Researchers recently looked into how personality influences how people react to written errors in email messages. The study’s clever title, “If You’re House Is Still Available, Send Me an Email: Personality Influences Reactions to Written Errors in Email Messages,” inspired them to find out what traits might be shared by people who react similarly to errors in writing. A variety of emails were displayed to the participants in response to a housemate ad; some of the emails had typos (such as mistyping “the” as “teh”), some had glaring grammar issues (such as mixing up “to” and “too”), and some were error-free.
However, the degree to which a person responded negatively to grammar and typos was independent of many factors you might expect, such as age, education, or how frequently they used electronic communication. As expected, the emails with mistakes were not as well received as the emails without them. On the other hand, personality qualities appeared to predict the outcomes pretty effectively.

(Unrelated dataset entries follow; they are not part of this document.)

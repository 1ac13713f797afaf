//! Configuration layer for adapterctl.
//!
//! This module provides:
//! - CLI argument parsing ([`Cli`], [`Command`])
//! - TOML configuration file parsing ([`TomlConfig`])
//! - Validated configuration ([`ValidatedConfig`])
//! - Configuration file generation ([`write_default_config`])
//! - Default values ([`defaults`])
//!
//! # Priority
//!
//! Configuration values are resolved with the following priority (highest to lowest):
//!
//! 1. **Explicit CLI arguments** - Values explicitly passed via command line
//! 2. **TOML config file** - Values from the configuration file
//! 3. **Built-in defaults** - Hardcoded default values
//!
//! The adapter name has no default and must come from the CLI or the file.
//!
//! # Boolean Flag Semantics
//!
//! Boolean flags (`--hold`, `--json`) use OR semantics:
//! - If set `true` in either CLI or TOML, the result is `true`.
//! - Once set `true` in TOML, CLI cannot override to `false` (flags only enable, not disable).
//!
//! # MTU
//!
//! The MTU always has a value (default 1500) and is checked against the
//! address family's range here. The interface configurator checks it again
//! against the limit the OS reports for the actual interface.

mod cli;
pub mod defaults;
mod error;
mod toml;
mod validated;

#[cfg(test)]
mod toml_tests;
#[cfg(test)]
mod validated_tests;

pub use cli::{Cli, Command, FamilyArg};
pub use error::{SettingsError, field};
pub use toml::{
    AdapterSection, DriverSection, InterfaceSection, OutputSection, TomlConfig,
    default_config_template,
};
pub use validated::{ValidatedConfig, write_default_config};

What does your response to typos reveal about you as a person then? Here are some of the conclusions.
1. Grammar Concerns Are Lessened in Agreeable People
It seems that there is some truth to the notion that language nerds are disagreeable and stuffy. (Pardon me, word nerds.) The study’s participants who performed better on a personality test that measured agreeableness tended to be less picky about language errors. According to researchers, this is because less agreeable people are “less tolerant of deviations from convention.” Typos still annoy even agreeable people, though.
2. Introverts Give Typos More Attention
Extroverts are often the most laid-back when it comes to making mistakes in their writing because they don’t get overly stressed out over typos or spelling errors. This makes sense to me: Introverts, on the other hand, worry more about both typos and grammatical problems. Extroverts, on the other hand, probably care more about communicating than if you’re following all the rules when doing so.
3. It Has Nothing To Do With Being Conscientious.
Conscientiousness, a psychological quality frequently linked to self-control and meticulousness, was thought by researchers to increase prejudice against mistakes and typos, but it appears to have no effect at all, at least to their knowledge. In other words, paying attention to detail doesn’t necessarily make you more sensitive to errors. Fascinating, no?
It’s important to note that none of this implies that agreeable or extroverted people don’t care about language or that introverts can’t see past them. Simply put, affable and outgoing people are less prone to allow grammatical and spelling mistakes influence how they see others. That’s probably a good thing because language ought to be more about effective communication than strict obedience to the laws.